Protected monument in Bangladesh

Bhawal Raj Shmashaneshwari (ভাওয়াল রাজশ্মশানেশ্বরী) is a protected archaeological site in Bangladesh. The establishment is located at North Chhayabithi area in Joydebpur, Gazipur, about one kilometer north of Bhawal Royal Palace on the southern bank of the Chilai River. It includes seven shmashana grounds, a Shiva temple, and tombs of the deceased. It was the site for the Bhawal royal family's deceased members to be cremated and buried. Due to the temple, the establishment is also known as 'Raj-Rajeshwari Temple.' It is considered a pilgrimage site for Hindus to organize worship of Kali, Saraswati, Basanti, and Shiva.

== History ==
There is no clear mention of the construction period of Shmashaneshwari. According to the Department of Archaeology, construction of the main crematorium was started by King Kirti Narayan Roy; however, during the time of landlord Loknarayan Roy, the grandson of Jaydev Narayan, constructed the complex between the Bengali calender 1250 and 1260. Architect Kamakhya Roy of Puri designed it. According to another account, Kali Narayan Roy inherited the responsibility of the zamindari in 1856. That year, Bhawal palace and Bhawal Raj Shmashaneshwari were constructed.
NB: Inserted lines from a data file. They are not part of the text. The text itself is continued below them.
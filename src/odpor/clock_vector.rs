use crate::transition::Aid;

/// Per-actor index of the latest event that happens-before a point of an execution.
///
/// Actors without such an event have no entry.
#[derive(Debug, Clone, Default, PartialEq, Eq)]
pub struct ClockVector {
    clocks: Vec<Option<usize>>,
}

impl ClockVector {
    pub fn new() -> Self {
        Self::default()
    }

    pub fn get(&self, aid: Aid) -> Option<usize> {
        self.clocks.get(aid.index()).copied().flatten()
    }

    pub fn set(&mut self, aid: Aid, event: usize) {
        if self.clocks.len() <= aid.index() {
            self.clocks.resize(aid.index() + 1, None);
        }
        self.clocks[aid.index()] = Some(event);
    }

    /// Number of actor slots, including the empty ones.
    pub fn len(&self) -> usize {
        self.clocks.len()
    }

    pub fn is_empty(&self) -> bool {
        self.clocks.iter().all(Option::is_none)
    }

    /// Component-wise maximum, stored in `self`.
    pub fn max_emplace_left(&mut self, other: &ClockVector) {
        if self.clocks.len() < other.clocks.len() {
            self.clocks.resize(other.clocks.len(), None);
        }
        for (mine, theirs) in self.clocks.iter_mut().zip(other.clocks.iter()) {
            *mine = match (*mine, *theirs) {
                (Some(a), Some(b)) => Some(a.max(b)),
                (a, b) => a.or(b),
            };
        }
    }

    /// Entries that are set, in actor order.
    pub fn iter(&self) -> impl Iterator<Item = (Aid, usize)> + '_ {
        self.clocks
            .iter()
            .enumerate()
            .filter_map(|(aid, c)| c.map(|c| (Aid(aid as u32), c)))
    }
}

#[cfg(test)]
mod tests {
    use super::*;

    #[test]
    fn test_unset_entries() {
        let mut cv = ClockVector::new();
        assert_eq!(cv.get(Aid(3)), None);
        cv.set(Aid(3), 7);
        assert_eq!(cv.get(Aid(3)), Some(7));
        assert_eq!(cv.get(Aid(1)), None);
        assert_eq!(cv.len(), 4);
    }

    #[test]
    fn test_max_emplace_left() {
        let mut a = ClockVector::new();
        a.set(Aid(1), 4);
        a.set(Aid(2), 1);
        let mut b = ClockVector::new();
        b.set(Aid(2), 3);
        b.set(Aid(5), 0);

        a.max_emplace_left(&b);
        assert_eq!(a.get(Aid(1)), Some(4));
        assert_eq!(a.get(Aid(2)), Some(3));
        assert_eq!(a.get(Aid(5)), Some(0));
        assert_eq!(a.iter().count(), 3);
    }
}
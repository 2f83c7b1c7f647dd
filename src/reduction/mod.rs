//! Partial-order reductions.
//!
//! A reduction decides which flavor of state the explorer builds, what to explore
//! first from a fresh state, and what to add to the states of the current stack
//! once races were found in the execution. Explorers never look at the flavor of
//! a state themselves: they go through the [`Reduction`] in charge.
//!
//! Race handling is split in two steps. [`Reduction::races_computation`] only reads
//! the states and returns a [`RaceUpdate`]; [`Reduction::apply_race_update`] then
//! mutates them. The explorer decides when each step happens.

pub mod bfs_odpor;
pub mod dpor;
pub mod none;
pub mod odpor;
pub mod sdpor;

use crate::config::{ExplorerKind, ReductionMode};
use crate::error::McError;
use crate::odpor::{Execution, PartialExecution};
use crate::remote::RemoteApp;
use crate::state::{StateArena, StateId, StateKind};
use crate::strategy::ExplorationStrategy;
use crate::transition::{Aid, Transition};
use std::sync::atomic::Ordering;
use std::sync::Arc;
use tracing::trace;

pub use bfs_odpor::BfsOdpor;
pub use dpor::Dpor;
pub use none::NoReduction;
pub use odpor::Odpor;
pub use sdpor::Sdpor;

/// What to add to one state of the stack after a race.
#[derive(Debug, Clone)]
pub enum RaceAction {
    /// Explore this actor from the state
    ConsiderOne(Aid),
    /// Explore every enabled actor of the state
    ConsiderAll,
    /// Explore this sequence from the state
    InsertSequence(PartialExecution),
}

/// Changes to apply to the states of the stack, in the order they were found.
#[derive(Debug, Clone, Default)]
pub struct RaceUpdate {
    pub actions: Vec<(StateId, RaceAction)>,
}

impl RaceUpdate {
    pub fn new() -> Self {
        Self::default()
    }

    pub fn push(&mut self, state: StateId, action: RaceAction) {
        self.actions.push((state, action));
    }

    pub fn is_empty(&self) -> bool {
        self.actions.is_empty()
    }

    pub fn len(&self) -> usize {
        self.actions.len()
    }
}

/// Next step to take from a state.
#[derive(Debug, Clone, Copy, PartialEq, Eq)]
pub struct NextStep {
    pub aid: Aid,
    /// Branch to take; the next unexplored one of the actor when `None`
    pub times: Option<u32>,
}

pub trait Reduction: Send {
    fn mode(&self) -> ReductionMode;

    /// Flavor of the states built under this reduction.
    fn new_state_kind(&self) -> StateKind;

    /// Called once the actors of `state` are known, to seed what gets explored
    /// first from it.
    fn on_state_initialized(
        &self,
        arena: &mut StateArena,
        state: StateId,
        strategy: &dyn ExplorationStrategy,
    );

    /// Called right before a child of `parent` is created through `incoming`.
    fn before_child_created(
        &self,
        _arena: &mut StateArena,
        _parent: StateId,
        _incoming: &Arc<Transition>,
    ) {
    }

    /// Looks for the races of the events of `exec` that were not considered yet,
    /// and marks them considered. `stack[e]` is the state right before event `e`.
    fn races_computation(
        &self,
        arena: &StateArena,
        exec: &Execution,
        stack: &[StateId],
    ) -> RaceUpdate;

    /// Applies `update`. Returns the states created ahead of time that the explorer
    /// has to visit; the caller owns one reference on each of them.
    fn apply_race_update(
        &self,
        arena: &mut StateArena,
        strategy: &dyn ExplorationStrategy,
        update: RaceUpdate,
    ) -> Vec<StateId>;

    /// What to explore next from `state`, if anything.
    fn next_to_explore(
        &self,
        arena: &mut StateArena,
        state: StateId,
        strategy: &dyn ExplorationStrategy,
    ) -> Option<NextStep>;

    /// Called when the exploration comes back to `state` after exploring its
    /// outgoing transition.
    fn on_backtrack(&self, arena: &mut StateArena, state: StateId);

    /// Called when the step from `state` stopped on a finding the search tolerates.
    /// The app is back at `state`, and `failed` must not be proposed again.
    fn on_failed_step(&self, arena: &mut StateArena, state: StateId, failed: Option<Arc<Transition>>) {
        if let Some(t) = failed {
            arena.state_mut(state).add_sleep_set(t);
        }
    }

    /// Whether races must be looked for after every step rather than only at the
    /// end of each execution.
    fn races_on_each_step(&self) -> bool {
        false
    }

    /// Whether every state holds a reference on its children, keeping the whole
    /// explored tree alive.
    fn parent_owns_children(&self) -> bool {
        false
    }

    /// Whether states need the pending transitions of their actors, and not only
    /// whether each actor is enabled.
    fn wants_transitions(&self) -> bool {
        false
    }

    /// Whether no two explored executions may be equivalent.
    fn is_optimal(&self) -> bool {
        false
    }
}

/// Builds the reduction selected by the configuration, for the given explorer.
pub fn build_reduction(mode: ReductionMode, explorer: ExplorerKind) -> Box<dyn Reduction> {
    let best_first = explorer == ExplorerKind::Befs;
    match mode {
        ReductionMode::None => Box::new(NoReduction),
        ReductionMode::Dpor => Box::new(Dpor::new(best_first)),
        ReductionMode::Sdpor => Box::new(Sdpor::new(best_first)),
        ReductionMode::Odpor => Box::new(Odpor),
        ReductionMode::BfsOdpor => Box::new(BfsOdpor::breadth_first()),
        ReductionMode::BefsOdpor => Box::new(BfsOdpor::best_first()),
    }
}

/// Builds the state reached from `parent` through `incoming`, or the root when
/// `parent` is `None`, and initializes it from the current state of the app.
///
/// A child of `parent` already reached through the same branch of the same actor is
/// reused rather than duplicated. Either way the caller gets one reference on the
/// returned state.
///
/// The pending transitions of the actors are only asked for when the reduction or
/// the strategy reads them, or when `debug` is set.
#[allow(clippy::too_many_arguments)]
pub fn state_create(
    reduction: &dyn Reduction,
    arena: &mut StateArena,
    strategy: &dyn ExplorationStrategy,
    remote: &mut dyn RemoteApp,
    parent: Option<StateId>,
    incoming: Option<Arc<Transition>>,
    debug: bool,
) -> Result<StateId, McError> {
    let want_transitions = debug || reduction.wants_transitions() || strategy.wants_transitions();
    if let (Some(parent), Some(t)) = (parent, &incoming) {
        let existing = arena.state(parent).children().iter().copied().find(|&c| {
            let child = arena.state(c);
            child.refcount().load(Ordering::Acquire) > 0
                && child.incoming_transition().is_some_and(|i| {
                    i.aid == t.aid && i.times_considered == t.times_considered
                })
        });
        if let Some(child) = existing {
            trace!(state = arena.state(child).num(), "reusing a child created ahead of time");
            arena.acquire(child);
            let state = arena.state_mut(child);
            state.update_incoming_transition(Arc::clone(t));
            if !state.is_initialized() {
                state.initialize(remote.get_actors_status(want_transitions)?);
                reduction.on_state_initialized(arena, child, strategy);
            }
            return Ok(child);
        }
        reduction.before_child_created(arena, parent, t);
    }

    let id = arena.create(parent, incoming, reduction.new_state_kind(), strategy);
    if parent.is_some() && reduction.parent_owns_children() {
        arena.acquire(id);
    }
    arena
        .state_mut(id)
        .initialize(remote.get_actors_status(want_transitions)?);
    reduction.on_state_initialized(arena, id, strategy);
    Ok(id)
}


#[cfg(test)]
mod tests {
    use super::test_support::{lock, status};
    use super::*;
    use crate::remote::{ActorStatus, CheckpointId, ReplayedStep};
    use crate::strategy::{BasicStrategy, MinWaitStrategy};

    /// App stuck in one state that remembers how its actors were asked for.
    #[derive(Default)]
    struct StatusLog {
        asked: Vec<bool>,
    }

    impl RemoteApp for StatusLog {
        fn get_actors_status(&mut self, want_transitions: bool) -> Result<Vec<ActorStatus>, McError> {
            self.asked.push(want_transitions);
            let mut actor = status(1, true, lock(1, 1));
            if !want_transitions {
                actor.transitions.clear();
            }
            Ok(vec![actor])
        }

        fn handle_simcall(&mut self, _: Aid, _: u32, _: bool) -> Result<Option<Transition>, McError> {
            unreachable!()
        }

        fn wait_for_requests(&mut self) -> Result<(), McError> {
            Ok(())
        }

        fn check_deadlock(&mut self, _: bool) -> Result<bool, McError> {
            Ok(false)
        }

        fn replay_sequence(
            &mut self,
            _: &[(Aid, u32)],
            _: &[(Aid, u32)],
        ) -> Result<Vec<ReplayedStep>, McError> {
            unreachable!()
        }

        fn go_one_way(&mut self, _: Option<u64>, _: bool) -> Result<Vec<ReplayedStep>, McError> {
            unreachable!()
        }

        fn clone_checker_side(&mut self) -> Result<CheckpointId, McError> {
            unreachable!()
        }

        fn restore_checker_side(&mut self, _: Option<CheckpointId>) -> Result<(), McError> {
            Ok(())
        }

        fn release_checkpoint(&mut self, _: CheckpointId) {}

        fn checkpoint_count(&self) -> usize {
            0
        }

        fn finalize_app(&mut self, _: bool) -> Result<(), McError> {
            Ok(())
        }

        fn get_maxpid(&mut self) -> Result<u32, McError> {
            Ok(1)
        }
    }

    fn asked_for(reduction: &dyn Reduction, strategy: &dyn ExplorationStrategy, debug: bool) -> bool {
        let mut app = StatusLog::default();
        let mut arena = StateArena::new();
        let root = state_create(reduction, &mut arena, strategy, &mut app, None, None, debug)
            .expect("root state");
        let pending = arena.state(root).actors()[&Aid(1)].next_transition().is_some();
        assert_eq!(app.asked, vec![pending]);
        pending
    }

    #[test]
    fn test_transitions_are_fetched_only_when_read() {
        assert!(!asked_for(&NoReduction, &BasicStrategy, false));
        assert!(!asked_for(&Dpor::new(false), &BasicStrategy, false));
        assert!(!asked_for(&Sdpor::new(false), &BasicStrategy, false));
        assert!(asked_for(&Odpor, &BasicStrategy, false));
        assert!(asked_for(&BfsOdpor::breadth_first(), &BasicStrategy, false));
        assert!(asked_for(&Dpor::new(false), &MinWaitStrategy, false));
        assert!(asked_for(&NoReduction, &BasicStrategy, true));
    }
}
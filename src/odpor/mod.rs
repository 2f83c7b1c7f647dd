//! Executions, clock vectors and wakeup trees: the building blocks of the
//! dynamic partial-order reductions.

pub mod clock_vector;
pub mod execution;
pub mod mazurkiewicz;
pub mod wakeup_tree;

pub use clock_vector::ClockVector;
pub use execution::{
    one_string_textual_trace, textual_trace, DataRace, Event, EventHandle, Execution,
    PartialExecution,
};
pub use mazurkiewicz::MazurkiewiczTraces;
pub use wakeup_tree::{InsertionResult, NodeId, WakeupTree};
//! Helpers for the states carrying a wakeup tree.

use super::State;
use crate::odpor::WakeupTree;
use crate::strategy::ExplorationStrategy;
use crate::transition::Transition;
use std::sync::Arc;
use tracing::debug;

/// Bookkeeping of a state explored breadth-first or best-first by optimal DPOR.
///
/// Children are materialized as states as soon as a sequence is inserted, so the
/// state only remembers what left it so far (`opened`, in creation order) and every
/// sequence ever inserted from it (`final_wakeup_tree`).
#[derive(Debug, Clone, Default)]
pub struct BfsWutData {
    pub final_wakeup_tree: WakeupTree,
    pub opened: Vec<Arc<Transition>>,
}

impl BfsWutData {
    pub fn new() -> Self {
        Self::default()
    }

    /// Records a first step leaving the state, unless it is already known.
    pub fn record_opened(&mut self, t: &Arc<Transition>) {
        let known = self
            .opened
            .iter()
            .any(|o| o.aid == t.aid && o.times_considered == t.times_considered);
        if !known {
            self.opened.push(Arc::clone(t));
        }
    }
}

/// Fills an empty wakeup tree with every branch of one enabled actor that is not
/// asleep, chosen by the strategy. Returns false when no such actor exists.
pub fn seed_empty_wakeup_tree(state: &mut State, strategy: &dyn ExplorationStrategy) -> bool {
    let Some((aid, _)) = strategy.best_transition(state, false) else {
        debug!(state = state.num(), "no enabled actor is awake");
        return false;
    };
    let Some(actor) = state.actors().get(&aid) else {
        return false;
    };
    let branches: Vec<Arc<Transition>> = (0..actor.max_considered())
        .filter_map(|times| actor.get_transition(times).cloned())
        .collect();
    if branches.is_empty() {
        debug!(%aid, "no pending transition known to seed the wakeup tree");
        return false;
    }
    let Some(tree) = state.wakeup_tree_mut() else {
        return false;
    };
    if !tree.is_empty() {
        return true;
    }
    for t in branches {
        tree.insert_at_root(t);
    }
    true
}
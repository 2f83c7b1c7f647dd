//! Process App Tests
//!
//! Explorations of the `scripted-app` binary started as a separate process. They
//! fork, so they are ignored by default: `cargo test -- --ignored`.

use stateless_mc::{
    CheckerConfig, ExitStatus, ExplorationContext, ProcessApp, ReductionMode, SearchOutcome,
};
use std::path::PathBuf;

fn scenario(name: &str) -> String {
    format!("{}/scenarios/{}", env!("CARGO_MANIFEST_DIR"), name)
}

fn explore(name: &str, config: CheckerConfig) -> (SearchOutcome, u64) {
    let program = PathBuf::from(env!("CARGO_BIN_EXE_scripted-app"));
    let app = ProcessApp::spawn(program, vec![scenario(name)], &config).unwrap();
    let mut ctx = ExplorationContext::new(config, Box::new(app)).unwrap();
    let outcome = ctx.run().unwrap();
    (outcome, ctx.stats().explored_traces)
}

#[test]
#[ignore]
fn test_restarting_the_program_for_each_restore() {
    let config = CheckerConfig::test().with_reduction(ReductionMode::Odpor);
    assert!(config.no_fork);
    let (outcome, traces) = explore("mutex_pair.toml", config);
    assert_eq!(outcome, SearchOutcome::ExhaustedCleanly);
    assert_eq!(traces, 2);
}

#[test]
#[ignore]
fn test_forked_checkpoints_find_the_deadlock() {
    let mut config = CheckerConfig::test().with_reduction(ReductionMode::Odpor);
    config.no_fork = false;
    config.cached_states_interval = 2;
    let (outcome, _) = explore("lock_inversion.toml", config);
    assert_eq!(outcome.exit_status(), ExitStatus::Deadlock);
}

#[test]
#[ignore]
fn test_assertion_in_the_program_is_a_safety_bug() {
    let mut config = CheckerConfig::test().with_reduction(ReductionMode::Odpor);
    config.no_fork = false;
    let (outcome, _) = explore("guarded_assert.toml", config);
    assert_eq!(outcome.exit_status(), ExitStatus::Safety);
}
use super::comm::{CommOp, CommTransition};
use super::{Aid, Transition, TransitionKind, TransitionType};
use serde::{Deserialize, Serialize};

/// Test or wait on a set of comms at once.
#[derive(Debug, Clone, PartialEq, Eq, Serialize, Deserialize)]
pub struct AnyTransition {
    pub wait: bool,
    pub timeout: bool,
    pub comms: Vec<CommTransition>,
}

impl AnyTransition {
    pub fn type_(&self) -> TransitionType {
        if self.wait {
            TransitionType::WaitAny
        } else {
            TransitionType::TestAny
        }
    }

    fn as_comm_op(&self) -> CommOp {
        if self.wait {
            CommOp::Wait
        } else {
            CommOp::Test
        }
    }

    /// Dependent with anything one of the watched comms depends on.
    pub(crate) fn depends(&self, _aid: Aid, other: &Transition) -> bool {
        match &other.kind {
            TransitionKind::Comm(o) => self.comms.iter().any(|c| c.depends_on_comm(o)),
            TransitionKind::Any(o) => self
                .comms
                .iter()
                .any(|c| o.comms.iter().any(|d| c.depends_on_comm(d))),
            _ => false,
        }
    }

    pub(crate) fn reversible_race(&self, later: &Transition) -> bool {
        match &later.kind {
            TransitionKind::Comm(c) => c.reversible_after(self.as_comm_op()),
            TransitionKind::Any(a) => !a.wait || a.timeout,
            _ => panic!("{} cannot race with {}", self.type_(), later),
        }
    }

    pub(crate) fn reversible_race_as_later(&self, earlier: &Transition) -> bool {
        if !self.wait || self.timeout {
            return true;
        }
        match &earlier.kind {
            // The earlier post completed one of the watched comms
            TransitionKind::Comm(c) => !matches!(c.op, CommOp::AsyncRecv | CommOp::AsyncSend),
            _ => panic!("{} cannot race with {}", earlier, self.type_()),
        }
    }

    pub(crate) fn describe(&self, verbose: bool) -> String {
        let comms: Vec<String> = self.comms.iter().map(|c| c.describe(verbose)).collect();
        format!(
            "{}({})",
            if self.wait { "WaitAny" } else { "TestAny" },
            comms.join(", ")
        )
    }
}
On April 6, 2017, through a notification in the Bangladesh Gazette, the site was declared a protected archaeological monument.

==Description==

Shmashaneshwari is an estate complex with the total land area 17-18 bighas, however, the entire complex is situated on only 6 bighas of land. The interior of the main building is divided into four sections. Surrounding the first section is a rotating continuous corridor. There is a small chamber at the back corner of the temple. In addition to plaques and memorials in the names of deceased members of the Bhawal family, the cremation ground features a mausoleum with seven pillars built in Mughal architectural style. Chitagur, lime-powder brick, and burnt clay were among its main construction materials. (Note: Described in the book titled Itihas Oitihye Gazipur (ইতিহাস-ঐতিহ্যে গাজীপুর) authored by Monir Munna।)

The only Shiva temple is located at the north corner. Next to the mausoleum, on the east side beside the pond, is the cremation monastery. Spread over nearly six acres, seven front-facing monasteries are very plain in architectural style. The remaining four monasteries have a lot of intricate carvings.